_EXERCISE_
A single number is all that's needed: how many lines in the data contain the string "attrs".

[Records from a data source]
#####

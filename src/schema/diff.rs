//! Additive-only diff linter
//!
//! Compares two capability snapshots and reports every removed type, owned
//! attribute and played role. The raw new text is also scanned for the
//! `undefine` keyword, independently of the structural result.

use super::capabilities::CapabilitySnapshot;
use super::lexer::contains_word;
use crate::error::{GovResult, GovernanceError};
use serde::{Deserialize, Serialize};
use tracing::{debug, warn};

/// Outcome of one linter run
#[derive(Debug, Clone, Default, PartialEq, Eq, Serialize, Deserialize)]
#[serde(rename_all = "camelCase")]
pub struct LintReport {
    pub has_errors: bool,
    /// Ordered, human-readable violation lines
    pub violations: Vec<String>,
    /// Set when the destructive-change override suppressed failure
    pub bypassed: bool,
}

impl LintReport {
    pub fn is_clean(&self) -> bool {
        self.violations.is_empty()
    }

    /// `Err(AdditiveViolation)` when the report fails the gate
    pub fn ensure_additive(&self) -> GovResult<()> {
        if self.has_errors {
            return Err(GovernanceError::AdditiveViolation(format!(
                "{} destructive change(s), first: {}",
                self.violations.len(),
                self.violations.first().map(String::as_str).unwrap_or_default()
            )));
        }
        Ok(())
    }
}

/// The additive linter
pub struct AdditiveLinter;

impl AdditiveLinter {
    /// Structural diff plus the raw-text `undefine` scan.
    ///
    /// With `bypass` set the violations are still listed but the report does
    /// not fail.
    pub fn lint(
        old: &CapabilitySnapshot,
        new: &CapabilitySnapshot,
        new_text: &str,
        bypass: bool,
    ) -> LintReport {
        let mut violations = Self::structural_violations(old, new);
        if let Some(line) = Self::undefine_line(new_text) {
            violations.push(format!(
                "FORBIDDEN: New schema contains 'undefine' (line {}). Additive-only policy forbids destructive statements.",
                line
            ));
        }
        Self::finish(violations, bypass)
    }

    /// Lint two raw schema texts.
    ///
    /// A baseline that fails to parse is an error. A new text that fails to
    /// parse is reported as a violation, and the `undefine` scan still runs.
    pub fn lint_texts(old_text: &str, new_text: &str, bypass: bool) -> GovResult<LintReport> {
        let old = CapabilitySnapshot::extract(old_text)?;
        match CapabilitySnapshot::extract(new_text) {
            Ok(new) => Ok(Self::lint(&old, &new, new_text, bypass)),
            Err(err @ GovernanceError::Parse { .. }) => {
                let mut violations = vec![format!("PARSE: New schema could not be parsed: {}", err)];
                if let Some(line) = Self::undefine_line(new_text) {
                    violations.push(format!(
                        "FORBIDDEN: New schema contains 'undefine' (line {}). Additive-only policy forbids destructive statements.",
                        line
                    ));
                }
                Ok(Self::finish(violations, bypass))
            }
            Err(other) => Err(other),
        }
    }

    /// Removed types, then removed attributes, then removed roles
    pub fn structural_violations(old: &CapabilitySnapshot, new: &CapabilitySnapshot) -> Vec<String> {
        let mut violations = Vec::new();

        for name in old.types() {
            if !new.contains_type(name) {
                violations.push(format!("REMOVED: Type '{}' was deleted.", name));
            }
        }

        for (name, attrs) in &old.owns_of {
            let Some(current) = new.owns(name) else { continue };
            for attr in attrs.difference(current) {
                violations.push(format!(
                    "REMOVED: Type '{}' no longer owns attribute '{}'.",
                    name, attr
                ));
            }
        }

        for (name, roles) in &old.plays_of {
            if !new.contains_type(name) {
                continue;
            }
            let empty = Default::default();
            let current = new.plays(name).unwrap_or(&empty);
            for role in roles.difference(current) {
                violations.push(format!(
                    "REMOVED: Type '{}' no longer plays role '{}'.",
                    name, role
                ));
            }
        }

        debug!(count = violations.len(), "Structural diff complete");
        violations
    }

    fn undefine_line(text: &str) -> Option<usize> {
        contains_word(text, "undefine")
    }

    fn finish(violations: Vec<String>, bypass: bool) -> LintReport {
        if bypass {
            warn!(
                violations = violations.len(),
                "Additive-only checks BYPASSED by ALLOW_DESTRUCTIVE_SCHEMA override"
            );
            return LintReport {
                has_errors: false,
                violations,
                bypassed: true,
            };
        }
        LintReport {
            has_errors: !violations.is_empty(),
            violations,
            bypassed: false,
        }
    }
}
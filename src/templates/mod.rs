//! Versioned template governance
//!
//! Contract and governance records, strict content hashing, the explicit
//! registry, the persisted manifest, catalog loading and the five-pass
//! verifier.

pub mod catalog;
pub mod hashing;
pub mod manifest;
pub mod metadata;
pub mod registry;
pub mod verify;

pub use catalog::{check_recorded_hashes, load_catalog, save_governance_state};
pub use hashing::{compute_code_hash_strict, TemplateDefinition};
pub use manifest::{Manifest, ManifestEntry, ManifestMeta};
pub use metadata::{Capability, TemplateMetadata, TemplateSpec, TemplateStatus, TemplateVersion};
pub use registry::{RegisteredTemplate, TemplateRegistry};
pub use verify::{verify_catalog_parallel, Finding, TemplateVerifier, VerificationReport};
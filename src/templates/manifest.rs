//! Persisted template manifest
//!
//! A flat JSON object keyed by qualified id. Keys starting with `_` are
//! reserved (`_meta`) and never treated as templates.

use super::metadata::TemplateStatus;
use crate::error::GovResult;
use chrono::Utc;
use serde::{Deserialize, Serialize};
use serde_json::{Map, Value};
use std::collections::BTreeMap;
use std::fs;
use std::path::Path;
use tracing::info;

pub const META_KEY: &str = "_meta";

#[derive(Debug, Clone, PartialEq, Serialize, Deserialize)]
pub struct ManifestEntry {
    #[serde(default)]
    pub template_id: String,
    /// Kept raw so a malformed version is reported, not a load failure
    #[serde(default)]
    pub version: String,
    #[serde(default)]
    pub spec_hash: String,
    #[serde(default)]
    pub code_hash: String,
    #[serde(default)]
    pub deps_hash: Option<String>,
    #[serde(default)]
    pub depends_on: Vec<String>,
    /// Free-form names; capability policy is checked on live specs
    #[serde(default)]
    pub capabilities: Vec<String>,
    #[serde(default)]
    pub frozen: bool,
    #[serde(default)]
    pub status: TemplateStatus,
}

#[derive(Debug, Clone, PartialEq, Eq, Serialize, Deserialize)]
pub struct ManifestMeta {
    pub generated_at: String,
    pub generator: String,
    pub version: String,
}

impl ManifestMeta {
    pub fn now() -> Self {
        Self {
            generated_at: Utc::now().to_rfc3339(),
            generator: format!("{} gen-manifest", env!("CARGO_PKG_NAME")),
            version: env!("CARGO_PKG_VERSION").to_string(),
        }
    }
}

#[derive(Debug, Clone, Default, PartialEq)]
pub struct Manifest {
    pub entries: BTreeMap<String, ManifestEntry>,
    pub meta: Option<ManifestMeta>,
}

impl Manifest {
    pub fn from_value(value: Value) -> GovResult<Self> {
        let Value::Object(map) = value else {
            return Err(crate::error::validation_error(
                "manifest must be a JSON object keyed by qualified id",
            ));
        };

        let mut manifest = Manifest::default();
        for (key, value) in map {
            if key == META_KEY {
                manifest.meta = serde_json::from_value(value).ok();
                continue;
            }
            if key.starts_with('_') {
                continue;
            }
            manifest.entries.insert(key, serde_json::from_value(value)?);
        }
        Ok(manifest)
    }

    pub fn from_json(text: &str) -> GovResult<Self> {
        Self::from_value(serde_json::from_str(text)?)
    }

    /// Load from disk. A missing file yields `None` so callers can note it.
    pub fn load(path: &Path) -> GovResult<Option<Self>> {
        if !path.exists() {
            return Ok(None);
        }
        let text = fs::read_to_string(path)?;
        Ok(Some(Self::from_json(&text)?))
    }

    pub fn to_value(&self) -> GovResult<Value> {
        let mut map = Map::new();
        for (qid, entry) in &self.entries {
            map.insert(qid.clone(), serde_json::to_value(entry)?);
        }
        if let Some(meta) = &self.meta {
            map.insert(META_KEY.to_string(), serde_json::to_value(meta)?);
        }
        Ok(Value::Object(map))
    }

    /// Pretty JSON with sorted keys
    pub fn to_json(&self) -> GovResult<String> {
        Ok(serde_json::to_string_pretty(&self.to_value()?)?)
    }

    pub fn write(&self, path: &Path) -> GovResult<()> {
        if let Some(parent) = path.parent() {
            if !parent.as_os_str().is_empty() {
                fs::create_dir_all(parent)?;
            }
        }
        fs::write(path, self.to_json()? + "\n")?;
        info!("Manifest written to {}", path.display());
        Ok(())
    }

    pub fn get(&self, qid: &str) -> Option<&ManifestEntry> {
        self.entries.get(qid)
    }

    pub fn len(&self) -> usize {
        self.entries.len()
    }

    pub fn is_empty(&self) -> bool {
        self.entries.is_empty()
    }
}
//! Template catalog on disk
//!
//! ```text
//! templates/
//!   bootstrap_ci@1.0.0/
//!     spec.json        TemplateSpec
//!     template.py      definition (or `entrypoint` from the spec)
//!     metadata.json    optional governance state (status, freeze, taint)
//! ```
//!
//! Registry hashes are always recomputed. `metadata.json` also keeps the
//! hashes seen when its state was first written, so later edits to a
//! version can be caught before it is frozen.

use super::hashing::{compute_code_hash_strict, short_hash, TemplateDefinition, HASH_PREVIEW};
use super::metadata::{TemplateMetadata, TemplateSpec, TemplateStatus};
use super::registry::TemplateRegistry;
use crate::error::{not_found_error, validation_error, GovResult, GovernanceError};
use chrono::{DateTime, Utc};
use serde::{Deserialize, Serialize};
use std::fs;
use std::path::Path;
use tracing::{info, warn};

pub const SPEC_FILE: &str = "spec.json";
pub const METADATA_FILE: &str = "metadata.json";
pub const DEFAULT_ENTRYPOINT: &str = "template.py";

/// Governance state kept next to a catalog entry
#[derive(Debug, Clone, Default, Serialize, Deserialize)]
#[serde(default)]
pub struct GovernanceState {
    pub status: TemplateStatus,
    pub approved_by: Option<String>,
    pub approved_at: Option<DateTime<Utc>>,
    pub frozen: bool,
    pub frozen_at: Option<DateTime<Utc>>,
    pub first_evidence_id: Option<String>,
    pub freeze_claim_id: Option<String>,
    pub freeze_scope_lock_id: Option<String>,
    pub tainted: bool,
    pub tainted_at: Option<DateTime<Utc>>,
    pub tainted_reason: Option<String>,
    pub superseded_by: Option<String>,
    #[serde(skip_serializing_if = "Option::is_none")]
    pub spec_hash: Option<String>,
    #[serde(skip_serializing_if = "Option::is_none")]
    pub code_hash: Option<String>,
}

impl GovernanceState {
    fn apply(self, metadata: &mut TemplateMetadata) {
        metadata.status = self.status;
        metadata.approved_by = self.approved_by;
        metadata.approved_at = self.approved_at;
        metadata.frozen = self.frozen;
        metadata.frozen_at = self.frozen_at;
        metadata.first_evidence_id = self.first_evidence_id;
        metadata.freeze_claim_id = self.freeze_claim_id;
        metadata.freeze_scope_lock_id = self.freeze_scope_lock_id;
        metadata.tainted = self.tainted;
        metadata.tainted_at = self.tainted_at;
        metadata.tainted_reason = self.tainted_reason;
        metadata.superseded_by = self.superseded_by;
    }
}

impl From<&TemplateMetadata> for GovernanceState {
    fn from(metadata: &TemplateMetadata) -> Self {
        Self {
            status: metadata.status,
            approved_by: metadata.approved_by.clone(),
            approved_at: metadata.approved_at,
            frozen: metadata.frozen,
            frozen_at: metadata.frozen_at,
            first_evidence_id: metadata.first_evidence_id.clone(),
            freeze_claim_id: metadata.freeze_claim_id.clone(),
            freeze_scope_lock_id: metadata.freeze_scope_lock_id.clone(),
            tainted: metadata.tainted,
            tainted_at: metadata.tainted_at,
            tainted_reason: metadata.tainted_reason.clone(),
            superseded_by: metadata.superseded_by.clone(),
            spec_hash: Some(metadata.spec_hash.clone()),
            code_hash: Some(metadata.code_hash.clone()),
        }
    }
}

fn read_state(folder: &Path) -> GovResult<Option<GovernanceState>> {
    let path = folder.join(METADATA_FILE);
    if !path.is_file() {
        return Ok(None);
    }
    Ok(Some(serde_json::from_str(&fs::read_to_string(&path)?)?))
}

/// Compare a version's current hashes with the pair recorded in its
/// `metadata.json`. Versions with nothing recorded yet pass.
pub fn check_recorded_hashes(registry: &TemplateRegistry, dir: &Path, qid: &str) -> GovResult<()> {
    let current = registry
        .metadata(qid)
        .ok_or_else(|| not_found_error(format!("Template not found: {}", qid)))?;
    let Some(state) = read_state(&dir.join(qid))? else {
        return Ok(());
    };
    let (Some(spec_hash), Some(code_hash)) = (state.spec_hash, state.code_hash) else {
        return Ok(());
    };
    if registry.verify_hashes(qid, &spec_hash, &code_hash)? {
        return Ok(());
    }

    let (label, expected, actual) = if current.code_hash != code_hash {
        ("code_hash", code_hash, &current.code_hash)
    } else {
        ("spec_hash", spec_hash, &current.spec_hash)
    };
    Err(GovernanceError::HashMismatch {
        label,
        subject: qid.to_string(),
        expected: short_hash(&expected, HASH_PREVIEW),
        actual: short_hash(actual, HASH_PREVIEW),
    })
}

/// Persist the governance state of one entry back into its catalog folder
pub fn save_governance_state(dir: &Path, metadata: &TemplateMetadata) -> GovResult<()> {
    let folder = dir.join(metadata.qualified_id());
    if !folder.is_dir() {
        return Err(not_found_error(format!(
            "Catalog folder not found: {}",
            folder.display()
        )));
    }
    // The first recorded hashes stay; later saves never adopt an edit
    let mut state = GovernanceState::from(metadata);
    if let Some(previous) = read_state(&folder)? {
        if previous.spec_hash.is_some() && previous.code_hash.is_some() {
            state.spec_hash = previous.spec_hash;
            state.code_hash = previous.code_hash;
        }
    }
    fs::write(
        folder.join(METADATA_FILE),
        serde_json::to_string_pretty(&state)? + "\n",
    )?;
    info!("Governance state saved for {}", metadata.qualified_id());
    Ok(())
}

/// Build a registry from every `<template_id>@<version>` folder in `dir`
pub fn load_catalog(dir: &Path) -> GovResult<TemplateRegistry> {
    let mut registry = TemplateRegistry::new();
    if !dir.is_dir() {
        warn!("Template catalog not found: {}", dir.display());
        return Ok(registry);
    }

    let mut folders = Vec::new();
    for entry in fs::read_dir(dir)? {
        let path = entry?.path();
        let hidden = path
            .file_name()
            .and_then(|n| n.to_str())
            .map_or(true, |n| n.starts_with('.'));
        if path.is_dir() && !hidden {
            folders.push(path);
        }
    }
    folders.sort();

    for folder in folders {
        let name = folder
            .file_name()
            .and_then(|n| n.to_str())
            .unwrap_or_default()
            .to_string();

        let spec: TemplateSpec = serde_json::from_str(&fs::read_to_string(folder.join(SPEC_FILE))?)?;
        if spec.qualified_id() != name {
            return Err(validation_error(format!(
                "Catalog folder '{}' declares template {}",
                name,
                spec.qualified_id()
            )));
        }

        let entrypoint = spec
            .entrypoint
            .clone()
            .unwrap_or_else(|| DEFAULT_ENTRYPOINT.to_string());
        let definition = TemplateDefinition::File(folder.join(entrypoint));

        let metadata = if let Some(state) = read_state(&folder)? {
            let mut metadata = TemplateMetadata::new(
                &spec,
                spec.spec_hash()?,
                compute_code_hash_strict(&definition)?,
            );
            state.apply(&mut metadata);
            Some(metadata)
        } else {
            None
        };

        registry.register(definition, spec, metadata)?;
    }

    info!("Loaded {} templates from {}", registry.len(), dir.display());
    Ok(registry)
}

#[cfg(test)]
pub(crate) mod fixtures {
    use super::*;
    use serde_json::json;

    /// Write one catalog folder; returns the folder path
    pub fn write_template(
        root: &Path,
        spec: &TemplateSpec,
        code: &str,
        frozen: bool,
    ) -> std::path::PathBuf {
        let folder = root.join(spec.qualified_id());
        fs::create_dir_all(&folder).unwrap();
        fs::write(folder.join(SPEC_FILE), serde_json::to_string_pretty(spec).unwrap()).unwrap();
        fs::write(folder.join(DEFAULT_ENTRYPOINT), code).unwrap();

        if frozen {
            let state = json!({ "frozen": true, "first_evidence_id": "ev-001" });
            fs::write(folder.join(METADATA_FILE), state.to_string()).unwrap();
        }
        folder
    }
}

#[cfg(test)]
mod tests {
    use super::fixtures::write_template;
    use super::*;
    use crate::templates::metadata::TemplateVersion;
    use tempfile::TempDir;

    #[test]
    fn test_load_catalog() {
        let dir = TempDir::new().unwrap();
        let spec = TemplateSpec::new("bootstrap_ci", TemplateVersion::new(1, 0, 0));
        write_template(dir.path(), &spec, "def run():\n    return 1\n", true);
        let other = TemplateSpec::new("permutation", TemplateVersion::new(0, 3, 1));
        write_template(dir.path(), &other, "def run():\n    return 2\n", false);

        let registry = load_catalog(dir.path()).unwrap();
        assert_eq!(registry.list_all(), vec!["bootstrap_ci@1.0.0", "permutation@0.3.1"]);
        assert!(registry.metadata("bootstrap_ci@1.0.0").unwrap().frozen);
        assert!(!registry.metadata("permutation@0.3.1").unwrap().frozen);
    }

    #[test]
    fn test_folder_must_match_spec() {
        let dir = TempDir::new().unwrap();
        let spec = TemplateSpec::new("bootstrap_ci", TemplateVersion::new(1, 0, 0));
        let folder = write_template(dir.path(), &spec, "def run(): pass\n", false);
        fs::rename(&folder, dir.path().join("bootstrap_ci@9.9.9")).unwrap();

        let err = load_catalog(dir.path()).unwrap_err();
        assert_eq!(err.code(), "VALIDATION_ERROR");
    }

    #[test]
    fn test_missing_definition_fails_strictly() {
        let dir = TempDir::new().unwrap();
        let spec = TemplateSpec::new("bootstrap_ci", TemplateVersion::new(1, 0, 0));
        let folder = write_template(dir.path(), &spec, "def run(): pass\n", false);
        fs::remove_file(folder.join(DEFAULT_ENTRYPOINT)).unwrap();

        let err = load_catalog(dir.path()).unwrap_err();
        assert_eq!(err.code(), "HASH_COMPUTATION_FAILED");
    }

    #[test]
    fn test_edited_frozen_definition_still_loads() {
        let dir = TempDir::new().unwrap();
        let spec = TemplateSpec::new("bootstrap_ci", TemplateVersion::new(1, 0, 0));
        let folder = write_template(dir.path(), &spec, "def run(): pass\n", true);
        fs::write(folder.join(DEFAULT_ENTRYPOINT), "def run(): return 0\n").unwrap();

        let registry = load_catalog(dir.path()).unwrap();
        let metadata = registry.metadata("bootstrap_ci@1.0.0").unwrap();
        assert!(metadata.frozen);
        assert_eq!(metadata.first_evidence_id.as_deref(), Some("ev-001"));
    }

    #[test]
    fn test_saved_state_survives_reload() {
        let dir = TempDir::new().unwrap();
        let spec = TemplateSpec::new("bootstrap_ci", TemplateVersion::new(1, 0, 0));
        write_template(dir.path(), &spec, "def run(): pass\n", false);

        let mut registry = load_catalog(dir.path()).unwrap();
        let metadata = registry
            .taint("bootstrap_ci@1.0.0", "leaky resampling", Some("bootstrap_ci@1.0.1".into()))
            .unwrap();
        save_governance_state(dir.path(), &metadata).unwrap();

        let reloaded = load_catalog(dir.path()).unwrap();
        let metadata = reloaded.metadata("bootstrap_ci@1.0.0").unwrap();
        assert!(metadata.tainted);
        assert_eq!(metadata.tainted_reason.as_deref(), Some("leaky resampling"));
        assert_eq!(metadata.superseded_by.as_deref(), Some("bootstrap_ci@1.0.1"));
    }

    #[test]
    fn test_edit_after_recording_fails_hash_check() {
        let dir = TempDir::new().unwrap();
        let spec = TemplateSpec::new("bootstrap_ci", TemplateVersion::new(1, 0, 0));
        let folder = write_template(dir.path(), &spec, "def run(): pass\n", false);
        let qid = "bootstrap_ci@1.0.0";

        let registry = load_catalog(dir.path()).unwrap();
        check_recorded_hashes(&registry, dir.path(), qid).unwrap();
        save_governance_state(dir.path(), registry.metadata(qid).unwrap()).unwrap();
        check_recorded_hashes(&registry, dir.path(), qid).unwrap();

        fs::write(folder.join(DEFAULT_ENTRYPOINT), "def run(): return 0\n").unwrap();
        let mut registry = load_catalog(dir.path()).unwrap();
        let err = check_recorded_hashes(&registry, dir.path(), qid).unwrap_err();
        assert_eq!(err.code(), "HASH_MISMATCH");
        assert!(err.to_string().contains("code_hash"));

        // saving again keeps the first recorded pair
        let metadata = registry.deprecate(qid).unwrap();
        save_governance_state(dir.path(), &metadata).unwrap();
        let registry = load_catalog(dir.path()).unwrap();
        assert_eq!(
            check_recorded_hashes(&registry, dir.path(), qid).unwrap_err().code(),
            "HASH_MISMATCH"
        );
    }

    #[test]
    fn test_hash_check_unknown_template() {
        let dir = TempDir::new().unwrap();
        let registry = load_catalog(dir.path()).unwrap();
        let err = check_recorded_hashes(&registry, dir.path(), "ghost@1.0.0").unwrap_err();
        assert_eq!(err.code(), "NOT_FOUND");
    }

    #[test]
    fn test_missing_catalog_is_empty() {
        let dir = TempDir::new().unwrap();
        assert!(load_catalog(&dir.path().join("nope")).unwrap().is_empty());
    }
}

#####

_RESULT FOR THIS TASK_
2